Brown: How an NFL player’s donated heart saved Rod Carew’s life

From Daniel Brown at the San Jose Mercury News on April 14, 2017:

Konrad Reuland spent the last day of his life in a coma as his mother, resigned to her son’s fate, curled up close, rested her head on his broad chest and listened to his heartbeat for as long as she could.

Reuland’s heart, strengthened by his days as a football player at Stanford and in the NFL, sounded as mighty as ever. And Mary lay there from sunrise to sundown savoring the pulsing rhythm. Occasionally, someone would gently nudge her and tell her it was time to go.

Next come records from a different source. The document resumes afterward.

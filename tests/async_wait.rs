//! Integration tests for the Tokio async harness.

#![cfg(feature = "async-tokio")]

use std::time::Duration;

use appstart_testlib::{
    cold_startup_key, AsyncStartupHarness, DeviceTestError, LaunchKind, ScriptedDevice,
    StartupTestHarness,
};

const PKG: &str = "com.example.app";

fn scripted_async(device: &ScriptedDevice) -> AsyncStartupHarness {
    let harness = StartupTestHarness::builder()
        .with_timeout(Duration::from_secs(1))
        .with_poll_interval(Duration::from_millis(5))
        .with_action_delay(Duration::ZERO)
        .build_scripted(device);
    AsyncStartupHarness::from_harness(harness)
}

#[tokio::test]
async fn test_async_cold_launch() {
    let device = ScriptedDevice::new();
    device.script_launch(PKG, LaunchKind::Cold, 512);

    let mut harness = scripted_async(&device);
    harness.start_collecting().await.unwrap();
    harness.cold_launch(PKG).await.unwrap();

    let metrics = harness.metrics_snapshot().await;
    assert_eq!(metrics.values(&cold_startup_key(PKG)), vec!["512"]);

    harness.stop_collecting().await.unwrap();
}

#[tokio::test]
async fn test_async_wait_for_pushed_metric() {
    let device = ScriptedDevice::new();
    let mut harness = scripted_async(&device);
    harness.start_collecting().await.unwrap();

    device.push_log_line(format!(
        "I/wm_activity_launch_time( 1746): [0,1,{PKG}/.Main,400]"
    ));

    harness
        .wait_for_async(|metrics| !metrics.is_empty())
        .timeout(Duration::from_secs(1))
        .poll_interval(Duration::from_millis(5))
        .execute()
        .await
        .unwrap();
}

#[tokio::test]
async fn test_async_wait_times_out() {
    let device = ScriptedDevice::new();
    let mut harness = scripted_async(&device);
    harness.start_collecting().await.unwrap();

    let result = harness
        .wait_for_async(|metrics| metrics.contains_key("never_appears"))
        .timeout(Duration::from_millis(50))
        .poll_interval(Duration::from_millis(5))
        .execute()
        .await;

    assert!(matches!(result, Err(DeviceTestError::Timeout { .. })));
}

#[tokio::test]
async fn test_async_wait_for_metric_key() {
    let device = ScriptedDevice::new();
    let mut harness = scripted_async(&device);
    harness.start_collecting().await.unwrap();

    device.push_log_line(format!(
        "I/wm_activity_launch_time( 1746): [0,1,{PKG}/.Main,400]"
    ));
    harness
        .wait_for_metric_key(&format!("hot_startup_{}", PKG))
        .await
        .unwrap();
}

#[tokio::test]
async fn test_async_device_commands() {
    let device = ScriptedDevice::new();
    let mut harness = scripted_async(&device);

    harness.force_stop(PKG).await.unwrap();
    harness
        .send_keycode(appstart_testlib::KeyCode::Home)
        .await
        .unwrap();

    assert!(device.executed_contains("am force-stop com.example.app"));
    assert!(device.executed_contains("KEYCODE_HOME"));
}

“No,” Mary told them. “This is the thing I have to do today.”

Reuland died of a brain aneurysm Dec. 12 and his organs were donated, as per his wishes. The family knew only that Konrad’s kidney went to a Southern California woman in her 60s, his liver went to a male in his 50s and, most notably, his heart and other kidney went to a 71-year-old man in south Orange County.

By the time of the funeral, friends who had read about Rod Carew’s recent heart transplant in Los Angeles were putting two and two together. They pulled Mary aside and asked if it was possible: Do you think Konrad saved Carew? Did the heart of an NFL player wind up in the chest of a baseball Hall of Famer?